研究課題/領域番号 |
20H04211
|
研究機関 | 九州大学 |
研究代表者 |
備瀬 竜馬 九州大学, システム情報科学研究院, 准教授 (00644270)
|
研究分担者 |
末廣 大貴 九州大学, システム情報科学研究院, 助教 (20786967)
渡邉 和秀 国立研究開発法人理化学研究所, 生命医科学研究センター, 上級研究員 (40749397)

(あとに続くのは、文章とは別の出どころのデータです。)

//! Terminal progress bars for download runs.

use std::collections::HashMap;
use std::fmt;
use std::sync::{Mutex, MutexGuard, PoisonError};

use indexdl_core::download::{DownloadTask, ProgressSink, TaskId, TaskState};
use indicatif::{MultiProgress, ProgressBar, ProgressDrawTarget, ProgressStyle};

const BAR_TEMPLATE: &str =
    "{msg:30!} [{bar:30.cyan/blue}] {bytes}/{total_bytes} ({bytes_per_sec}, {eta})";
const SPINNER_TEMPLATE: &str = "{spinner} {msg:30!} {bytes} ({bytes_per_sec})";
const OVERALL_TEMPLATE: &str = "[{pos}/{len}] {msg}";

/// One bar per active transfer plus an overall counter.
pub(crate) struct TerminalProgress {
    multi: MultiProgress,
    overall: ProgressBar,
    bars: Mutex<HashMap<TaskId, ProgressBar>>,
}

impl fmt::Debug for TerminalProgress {
    fn fmt(&self, f: &mut fmt::Formatter<'_>) -> fmt::Result {
        f.debug_struct("TerminalProgress")
            .field("total", &self.overall.length())
            .finish_non_exhaustive()
    }
}

impl TerminalProgress {
    /// Creates the display for `total` tasks; draws nothing unless `visible`.
    pub(crate) fn new(total: usize, visible: bool) -> Self {
        let target = if visible {
            ProgressDrawTarget::stderr()
        } else {
            ProgressDrawTarget::hidden()
        };
        let multi = MultiProgress::with_draw_target(target);
        let overall = multi.add(ProgressBar::new(total as u64));
        overall.set_style(
            ProgressStyle::with_template(OVERALL_TEMPLATE)
                .unwrap_or_else(|_| ProgressStyle::default_bar()),
        );
        overall.set_message("downloading");
        Self {
            multi,
            overall,
            bars: Mutex::new(HashMap::new()),
        }
    }

    fn bars(&self) -> MutexGuard<'_, HashMap<TaskId, ProgressBar>> {
        self.bars.lock().unwrap_or_else(PoisonError::into_inner)
    }

    /// Clears every bar from the terminal.
    pub(crate) fn finish(&self) {
        for (_, bar) in self.bars().drain() {
            bar.finish_and_clear();
        }
        self.overall.finish_and_clear();
    }
}

impl ProgressSink for TerminalProgress {
    fn on_start(&self, task: &DownloadTask) {
        let bar = self.multi.add(ProgressBar::no_length());
        bar.set_style(
            ProgressStyle::with_template(SPINNER_TEMPLATE)
                .unwrap_or_else(|_| ProgressStyle::default_spinner()),
        );
        let name = task
            .dest_path
            .file_name()
            .map_or_else(|| task.url.clone(), |n| n.to_string_lossy().into_owned());
        bar.set_message(name);
        self.bars().insert(task.id, bar);
    }

    fn on_progress(&self, task_id: TaskId, bytes_transferred: u64, total_bytes: Option<u64>) {
        let bars = self.bars();
        let Some(bar) = bars.get(&task_id) else {
            return;
        };
        if let Some(total) = total_bytes
            && bar.length() != Some(total)
        {
            bar.set_length(total);
            bar.set_style(
                ProgressStyle::with_template(BAR_TEMPLATE)
                    .unwrap_or_else(|_| ProgressStyle::default_bar())
                    .progress_chars("=> "),
            );
        }
        bar.set_position(bytes_transferred);
    }

    fn on_complete(&self, task_id: TaskId, final_state: TaskState) {
        if let Some(bar) = self.bars().remove(&task_id) {
            bar.finish_and_clear();
            self.multi.remove(&bar);
        }
        self.overall.inc(1);
        if final_state != TaskState::Succeeded {
            self.overall
                .set_message(format!("downloading (last: task {task_id} {final_state})"));
        }
    }
}
//! Error types for the download module.
//!
//! This module defines structured errors for all download operations,
//! providing context-rich error messages for debugging and user feedback.

use std::path::PathBuf;

use thiserror::Error;

/// Errors that can occur during file downloads.
#[derive(Debug, Error)]
pub enum DownloadError {
    /// Network-level error (DNS resolution, connection refused, reset mid-stream, etc.)
    #[error("network error downloading {url}: {source}")]
    Network {
        /// The URL that failed to download.
        url: String,
        /// The underlying network error.
        #[source]
        source: Box<dyn std::error::Error + Send + Sync>,
    },

    /// Request timed out before completion.
    #[error("timeout downloading {url}")]
    Timeout {
        /// The URL that timed out.
        url: String,
    },

    /// HTTP error response (4xx client errors, 5xx server errors).
    #[error("HTTP {status} downloading {url}")]
    HttpStatus {
        /// The URL that returned an error status.
        url: String,
        /// The HTTP status code.
        status: u16,
        /// The Retry-After header value, if present (for 429 responses).
        retry_after: Option<String>,
    },

    /// File system error during download (create file, write, etc.)
    #[error("IO error writing to {path}: {source}")]
    Io {
        /// The file path where the error occurred.
        path: PathBuf,
        /// The underlying IO error.
        #[source]
        source: std::io::Error,
    },

    /// The provided URL is malformed or invalid.
    #[error("invalid URL: {url}")]
    InvalidUrl {
        /// The invalid URL string.
        url: String,
    },

    /// Downloaded file size does not match the expected size.
    #[error(
        "integrity check failed for {path}: expected {expected_bytes} bytes, got {actual_bytes}"
    )]
    Integrity {
        /// Download path that failed verification.
        path: PathBuf,
        /// Expected size in bytes.
        expected_bytes: u64,
        /// Actual size in bytes.
        actual_bytes: u64,
    },

    /// An earlier task in the same run already wrote this destination.
    #[error("destination {path} was already written by {url_owner} in this run")]
    DestinationTaken {
        /// The contested destination path.
        path: PathBuf,
        /// URL of the task that completed the file first.
        url_owner: String,
    },

    /// The run was cancelled while this transfer was active.
    #[error("download of {url} cancelled")]
    Cancelled {
        /// The URL whose transfer was abandoned.
        url: String,
    },
}

impl DownloadError {
    /// Creates a network error from any transport error.
    pub fn network(
        url: impl Into<String>,
        source: impl Into<Box<dyn std::error::Error + Send + Sync>>,
    ) -> Self {
        Self::Network {
            url: url.into(),
            source: source.into(),
        }
    }

    /// Creates an HTTP status error.
    pub fn http_status(url: impl Into<String>, status: u16) -> Self {
        Self::HttpStatus {
            url: url.into(),
            status,
            retry_after: None,
        }
    }

    /// Creates an HTTP status error with a Retry-After header value.
    pub fn http_status_with_retry_after(
        url: impl Into<String>,
        status: u16,
        retry_after: Option<String>,
    ) -> Self {
        Self::HttpStatus {
            url: url.into(),
            status,
            retry_after,
        }
    }

    /// Creates a timeout error.
    pub fn timeout(url: impl Into<String>) -> Self {
        Self::Timeout { url: url.into() }
    }

    /// Creates an IO error.
    pub fn io(path: impl Into<PathBuf>, source: std::io::Error) -> Self {
        Self::Io {
            path: path.into(),
            source,
        }
    }

    /// Creates an invalid URL error.
    pub fn invalid_url(url: impl Into<String>) -> Self {
        Self::InvalidUrl { url: url.into() }
    }

    /// Creates an integrity mismatch error.
    pub fn integrity(path: impl Into<PathBuf>, expected_bytes: u64, actual_bytes: u64) -> Self {
        Self::Integrity {
            path: path.into(),
            expected_bytes,
            actual_bytes,
        }
    }

    /// Creates a destination conflict error.
    pub fn destination_taken(path: impl Into<PathBuf>, url_owner: impl Into<String>) -> Self {
        Self::DestinationTaken {
            path: path.into(),
            url_owner: url_owner.into(),
        }
    }

    /// Creates a cancellation error.
    pub fn cancelled(url: impl Into<String>) -> Self {
        Self::Cancelled { url: url.into() }
    }

    /// Returns true if this error came from run cancellation.
    #[must_use]
    pub fn is_cancelled(&self) -> bool {
        matches!(self, Self::Cancelled { .. })
    }
}
//! Indexdl Core Library
//!
//! This library finds files on a static directory-listing archive whose names
//! fuzzily match user-supplied keywords, and downloads them concurrently with
//! retry and cancellation.
//!
//! # Architecture
//!
//! The pipeline runs in two stages:
//! - [`index`] - Fetches and parses a flat directory listing into entries
//! - [`matcher`] - Normalizes names and scores keyword/entry similarity
//! - [`resolver`] - Picks a link per keyword; reads and writes link files
//! - [`download`] - Bounded worker pool that streams links to disk
//!
//! Resolved links can be persisted to a link file and fed back to the
//! download stage later without repeating resolution.

// Clippy lints - strict for library code
#![deny(clippy::unwrap_used)]
#![deny(clippy::expect_used)]
#![warn(clippy::pedantic)]
#![allow(clippy::module_name_repetitions)]

pub mod download;
pub mod index;
pub mod matcher;
pub mod resolver;

// Re-export commonly used types
pub use download::{
    DEFAULT_CONCURRENCY, DEFAULT_MAX_RETRIES, DownloadError, DownloadManager, DownloadSummary,
    DownloadTask, FailureType, HttpClient, ManagerError, ProgressSink, RetryPolicy, TaskId,
    TaskState, Transport, tasks_from_links,
};
pub use index::{IndexEntry, IndexError, fetch_listing, parse_listing};
pub use matcher::{MatchCandidate, MatchError, Matcher, Scorer};
pub use resolver::{LinkResolver, ResolutionReport, ResolveError, ResolvedLink};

吉澤 明彦 京都大学, 医学研究科, 准教授 (80378645)
|
研究期間 (年度) |
2020-04-01 – 2023-03-31
|
キーワード | バイオイメージインフォマティクス / 弱教師学習 / 半教師あり学習 / 教師なし学習 / 機械学習 |
研究実績の概要 |
本研究課題では,生命科学特有の簡易に取得可能な弱教師に鑑みて,従来検討されていなかった弱教師の問題設定の提案とその解決手法の提案及び実証に取り組んだ.具体的には,以下を進めた. 1)細胞の中心付近に位置する細胞核を染色して撮像する蛍光像を位相差像と同時に撮影することで,細胞全体の領域やフレーム間の細胞対応付けの正解は分からないがおおまかな細胞中心座標を簡便に取得でき,弱教師として活用することで,マニュアルアノテーションなしで細胞領域を分割することが可能な手法を提案し,高精度のセグメンテーションを実現した. 2)非侵襲タイムラプス画像における一部のフレームにおける細胞中心付近の座標を弱教師(対応付けの教師はなし)とした細胞追跡という全く新しい問題設定に取り組み,教師あり学習と同等のトラッキング精度を実現した. 3)病理画像における癌種別領域セグメンテーション問題において,少量の教師に加えて,クラス比率(弱教師)を用いてセグメンテーション精度向上を実現した. その結果,国内会議発表7件に加え,(2)(3)の課題に関して,コンピュータービジョン分野のトップ国際会議であるECCV2020に2本の論文が採択(採択率26%),(1)に関しては様々な細胞種で適用可能なことを実験により示し,医療画像解析分野トップジャーナルMIAへ論文投稿(最初の査読結果:Minor Revisionで再投稿準備中)に至った.また,様々なバイオメディカル分野の研究者と議論する中で,新規の課題「画像の一部にしかアノテーションがついていない学習データからの物体検出」「少量の学習データからの細胞検出」「学習データとは細胞種が異なるテストデータにおける細胞検出精度の向上」といった複数の課題設定を行い,研究に着手した.
|
現在までの達成度 (区分) |
現在までの達成度 (区分)
1: 当初の計画以上に進展している
理由
当初は,胞画像解析における基本タスク「検出+クラス分類」「領域分割」「追跡」に対して,新規の問題設定と,手法の提案までを計画していたが,それぞれの課題について複数種のデータセットを用いて検証・改良を繰り返し,十分な精度を達成し,その結果,国内会議発表7件に加え,(2)(3)の課題に関して,コンピュータービジョン分野のトップ国際会議であるECCV2020に2本の論文が採択(採択率26%),(1)に関しては様々な細胞種で適用可能なことを実験により示し,医療画像解析分野トップジャーナルMIAへ論文投稿(最初の査読結果:Minor Revisionで再投稿準備中)に至った. また,当初予定していなかった3つの新規課題についてもバイオ研究の専門家と議論を進め,研究を開始し,論文投稿に至った.これらのことから,「当面の計画以上に進展している」という評価に至った.
|
今後の研究の推進方策 |
「研究実績の概要」及び【現在までの進捗状況】に記したように,当面の計画以上に進んでおり,バイオ及び医学等の異分野の専門家と議論する中で当初想定していなかった様々な取り組むべき課題が上がってきており,研究を開始していることから,引き続き,専門家と連携して研究を推進していく予定である.また,当初設定していた弱教師学習に加えて,教師なし学習,半教師学習,不完全な学習データからの学習といったように,「学習データの作成コストの削減」という点にフォーカスして柔軟に研究を推進していく予定である. また,これまでに開発した手法を実際の医療バイオ研究に活用することで,バイオ医療研究に貢献し,提案手法が広く活用できるということを示していく.さらに,その実利用のプロセスの中で得られたフィードバックを元に,さらに実問題で活用しやすい問題設定・手法の開発というように進めていく.その中で,共通部分とドメイン特化部分に整理して進めることで,弱教師問題のフレームワークを構築し,様々な課題に応用利用できる状態にする.